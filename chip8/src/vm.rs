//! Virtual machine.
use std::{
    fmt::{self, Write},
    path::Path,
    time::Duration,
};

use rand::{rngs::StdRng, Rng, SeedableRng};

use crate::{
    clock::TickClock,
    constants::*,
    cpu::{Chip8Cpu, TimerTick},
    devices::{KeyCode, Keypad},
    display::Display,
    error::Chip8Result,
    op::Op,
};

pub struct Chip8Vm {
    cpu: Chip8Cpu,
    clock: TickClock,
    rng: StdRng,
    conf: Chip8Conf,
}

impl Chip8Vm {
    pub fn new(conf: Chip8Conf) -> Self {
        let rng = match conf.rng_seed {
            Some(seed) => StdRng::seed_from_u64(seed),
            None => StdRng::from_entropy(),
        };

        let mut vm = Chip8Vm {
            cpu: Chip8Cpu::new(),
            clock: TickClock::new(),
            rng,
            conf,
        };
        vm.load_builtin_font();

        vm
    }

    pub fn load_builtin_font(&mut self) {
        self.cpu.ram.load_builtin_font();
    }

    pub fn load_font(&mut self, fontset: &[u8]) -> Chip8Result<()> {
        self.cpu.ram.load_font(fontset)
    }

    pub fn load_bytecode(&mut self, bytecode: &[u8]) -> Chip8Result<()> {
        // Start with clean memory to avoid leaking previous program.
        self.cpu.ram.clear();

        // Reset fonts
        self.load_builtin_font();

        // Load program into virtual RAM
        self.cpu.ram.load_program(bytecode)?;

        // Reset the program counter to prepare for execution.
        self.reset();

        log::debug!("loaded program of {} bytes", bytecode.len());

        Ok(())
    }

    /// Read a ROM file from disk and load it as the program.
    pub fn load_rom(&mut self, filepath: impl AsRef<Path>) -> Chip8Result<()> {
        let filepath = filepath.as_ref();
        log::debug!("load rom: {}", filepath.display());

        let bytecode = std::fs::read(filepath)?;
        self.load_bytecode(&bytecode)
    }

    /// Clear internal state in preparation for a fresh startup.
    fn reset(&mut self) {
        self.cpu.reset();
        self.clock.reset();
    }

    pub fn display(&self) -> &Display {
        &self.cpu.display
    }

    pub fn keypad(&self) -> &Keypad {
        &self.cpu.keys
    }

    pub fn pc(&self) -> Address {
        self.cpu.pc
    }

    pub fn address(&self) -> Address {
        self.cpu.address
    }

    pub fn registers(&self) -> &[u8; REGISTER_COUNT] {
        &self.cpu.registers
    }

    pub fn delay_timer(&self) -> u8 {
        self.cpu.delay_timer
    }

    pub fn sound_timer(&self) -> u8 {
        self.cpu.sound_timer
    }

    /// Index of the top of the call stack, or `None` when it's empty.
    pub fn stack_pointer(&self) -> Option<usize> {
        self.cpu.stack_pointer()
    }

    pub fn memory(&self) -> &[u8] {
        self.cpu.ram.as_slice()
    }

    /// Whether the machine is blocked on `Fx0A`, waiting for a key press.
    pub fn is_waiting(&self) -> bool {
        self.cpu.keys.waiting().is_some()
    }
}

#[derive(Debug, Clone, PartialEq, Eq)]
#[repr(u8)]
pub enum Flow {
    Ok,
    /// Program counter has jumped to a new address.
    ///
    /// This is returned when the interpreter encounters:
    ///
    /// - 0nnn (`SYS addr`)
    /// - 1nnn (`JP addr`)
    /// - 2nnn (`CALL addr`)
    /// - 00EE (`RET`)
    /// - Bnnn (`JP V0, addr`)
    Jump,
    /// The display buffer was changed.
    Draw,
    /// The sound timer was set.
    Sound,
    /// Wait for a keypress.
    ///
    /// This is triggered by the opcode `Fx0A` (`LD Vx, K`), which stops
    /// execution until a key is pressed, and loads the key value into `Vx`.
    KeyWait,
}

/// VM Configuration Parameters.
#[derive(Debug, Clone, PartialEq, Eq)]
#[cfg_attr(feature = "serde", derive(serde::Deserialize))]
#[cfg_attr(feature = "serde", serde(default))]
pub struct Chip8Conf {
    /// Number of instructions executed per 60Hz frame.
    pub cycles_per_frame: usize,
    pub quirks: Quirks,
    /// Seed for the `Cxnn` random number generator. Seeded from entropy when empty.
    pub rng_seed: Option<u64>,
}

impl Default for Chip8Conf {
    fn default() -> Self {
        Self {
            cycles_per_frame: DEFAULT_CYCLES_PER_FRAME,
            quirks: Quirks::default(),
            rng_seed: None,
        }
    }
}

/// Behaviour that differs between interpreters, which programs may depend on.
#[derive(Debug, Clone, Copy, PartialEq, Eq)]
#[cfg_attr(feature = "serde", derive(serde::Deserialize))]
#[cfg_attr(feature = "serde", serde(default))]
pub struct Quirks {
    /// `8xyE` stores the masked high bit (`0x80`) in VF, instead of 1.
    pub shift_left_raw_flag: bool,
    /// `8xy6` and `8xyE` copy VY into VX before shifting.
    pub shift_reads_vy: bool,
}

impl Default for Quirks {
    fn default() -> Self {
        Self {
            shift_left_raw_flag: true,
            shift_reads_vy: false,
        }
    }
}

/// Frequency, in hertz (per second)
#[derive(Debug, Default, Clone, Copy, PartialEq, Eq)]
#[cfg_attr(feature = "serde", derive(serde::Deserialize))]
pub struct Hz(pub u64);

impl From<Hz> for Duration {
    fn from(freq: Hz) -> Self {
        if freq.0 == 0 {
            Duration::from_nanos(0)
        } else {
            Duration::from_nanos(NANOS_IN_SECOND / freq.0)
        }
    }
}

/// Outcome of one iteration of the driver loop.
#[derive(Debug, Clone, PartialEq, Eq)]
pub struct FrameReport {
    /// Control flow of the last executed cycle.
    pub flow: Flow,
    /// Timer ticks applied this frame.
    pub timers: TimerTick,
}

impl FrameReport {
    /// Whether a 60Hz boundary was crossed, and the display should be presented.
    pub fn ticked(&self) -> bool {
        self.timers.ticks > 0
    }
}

__ASSIGNMENT__
Repeat each of the entries exactly.

__SOLUTION FOR THIS EXERCISE__
filename chip8/src/vm.rs
//! Virtual machine.
use std::{
    fmt::{self, Write},
    path::Path,
    time::Duration,
};

use rand::{rngs::StdRng, Rng, SeedableRng};

use crate::{
    clock::TickClock,
    constants::*,
    cpu::{Chip8Cpu, TimerTick},
    devices::{KeyCode, Keypad},
    display::Display,
    error::Chip8Result,
    op::Op,
};

pub struct Chip8Vm {
    cpu: Chip8Cpu,
    clock: TickClock,
    rng: StdRng,
    conf: Chip8Conf,
}

impl Chip8Vm {
    pub fn new(conf: Chip8Conf) -> Self {
        let rng = match conf.rng_seed {
            Some(seed) => StdRng::seed_from_u64(seed),
            None => StdRng::from_entropy(),
        };

        let mut vm = Chip8Vm {
            cpu: Chip8Cpu::new(),
            clock: TickClock::new(),
            rng,
            conf,
        };
        vm.load_builtin_font();

        vm
    }

    pub fn load_builtin_font(&mut self) {
        self.cpu.ram.load_builtin_font();
    }

    pub fn load_font(&mut self, fontset: &[u8]) -> Chip8Result<()> {
        self.cpu.ram.load_font(fontset)
    }

    pub fn load_bytecode(&mut self, bytecode: &[u8]) -> Chip8Result<()> {
        // Start with clean memory to avoid leaking previous program.
        self.cpu.ram.clear();

        // Reset fonts
        self.load_builtin_font();

        // Load program into virtual RAM
        self.cpu.ram.load_program(bytecode)?;

        // Reset the program counter to prepare for execution.
        self.reset();

        log::debug!("loaded program of {} bytes", bytecode.len());

        Ok(())
    }

    /// Read a ROM file from disk and load it as the program.
    pub fn load_rom(&mut self, filepath: impl AsRef<Path>) -> Chip8Result<()> {
        let filepath = filepath.as_ref();
        log::debug!("load rom: {}", filepath.display());

        let bytecode = std::fs::read(filepath)?;
        self.load_bytecode(&bytecode)
    }

    /// Clear internal state in preparation for a fresh startup.
    fn reset(&mut self) {
        self.cpu.reset();
        self.clock.reset();
    }

    pub fn display(&self) -> &Display {
        &self.cpu.display
    }

    pub fn keypad(&self) -> &Keypad {
        &self.cpu.keys
    }

    pub fn pc(&self) -> Address {
        self.cpu.pc
    }

    pub fn address(&self) -> Address {
        self.cpu.address
    }

    pub fn registers(&self) -> &[u8; REGISTER_COUNT] {
        &self.cpu.registers
    }

    pub fn delay_timer(&self) -> u8 {
        self.cpu.delay_timer
    }

    pub fn sound_timer(&self) -> u8 {
        self.cpu.sound_timer
    }

    /// Index of the top of the call stack, or `None` when it's empty.
    pub fn stack_pointer(&self) -> Option<usize> {
        self.cpu.stack_pointer()
    }

    pub fn memory(&self) -> &[u8] {
        self.cpu.ram.as_slice()
    }

    /// Whether the machine is blocked on `Fx0A`, waiting for a key press.
    pub fn is_waiting(&self) -> bool {
        self.cpu.keys.waiting().is_some()
    }
}

#[derive(Debug, Clone, PartialEq, Eq)]
#[repr(u8)]
pub enum Flow {
    Ok,
    /// Program counter has jumped to a new address.
    ///
    /// This is returned when the interpreter encounters:
    ///
    /// - 0nnn (`SYS addr`)
    /// - 1nnn (`JP addr`)
    /// - 2nnn (`CALL addr`)
    /// - 00EE (`RET`)
    /// - Bnnn (`JP V0, addr`)
    Jump,
    /// The display buffer was changed.
    Draw,
    /// The sound timer was set.
    Sound,
    /// Wait for a keypress.
    ///
    /// This is triggered by the opcode `Fx0A` (`LD Vx, K`), which stops
    /// execution until a key is pressed, and loads the key value into `Vx`.
    KeyWait,
}

/// VM Configuration Parameters.
#[derive(Debug, Clone, PartialEq, Eq)]
#[cfg_attr(feature = "serde", derive(serde::Deserialize))]
#[cfg_attr(feature = "serde", serde(default))]
pub struct Chip8Conf {
    /// Number of instructions executed per 60Hz frame.
    pub cycles_per_frame: usize,
    pub quirks: Quirks,
    /// Seed for the `Cxnn` random number generator. Seeded from entropy when empty.
    pub rng_seed: Option<u64>,
}

impl Default for Chip8Conf {
    fn default() -> Self {
        Self {
            cycles_per_frame: DEFAULT_CYCLES_PER_FRAME,
            quirks: Quirks::default(),
            rng_seed: None,
        }
    }
}

/// Behaviour that differs between interpreters, which programs may depend on.
#[derive(Debug, Clone, Copy, PartialEq, Eq)]
#[cfg_attr(feature = "serde", derive(serde::Deserialize))]
#[cfg_attr(feature = "serde", serde(default))]
pub struct Quirks {
    /// `8xyE` stores the masked high bit (`0x80`) in VF, instead of 1.
    pub shift_left_raw_flag: bool,
    /// `8xy6` and `8xyE` copy VY into VX before shifting.
    pub shift_reads_vy: bool,
}

impl Default for Quirks {
    fn default() -> Self {
        Self {
            shift_left_raw_flag: true,
            shift_reads_vy: false,
        }
    }
}

/// Frequency, in hertz (per second)
#[derive(Debug, Default, Clone, Copy, PartialEq, Eq)]
#[cfg_attr(feature = "serde", derive(serde::Deserialize))]
pub struct Hz(pub u64);

impl From<Hz> for Duration {
    fn from(freq: Hz) -> Self {
        if freq.0 == 0 {
            Duration::from_nanos(0)
        } else {
            Duration::from_nanos(NANOS_IN_SECOND / freq.0)
        }
    }
}

/// Outcome of one iteration of the driver loop.
#[derive(Debug, Clone, PartialEq, Eq)]
pub struct FrameReport {
    /// Control flow of the last executed cycle.
    pub flow: Flow,
    /// Timer ticks applied this frame.
    pub timers: TimerTick,
}

impl FrameReport {
    /// Whether a 60Hz boundary was crossed, and the display should be presented.
    pub fn ticked(&self) -> bool {
        self.timers.ticks > 0
    }
}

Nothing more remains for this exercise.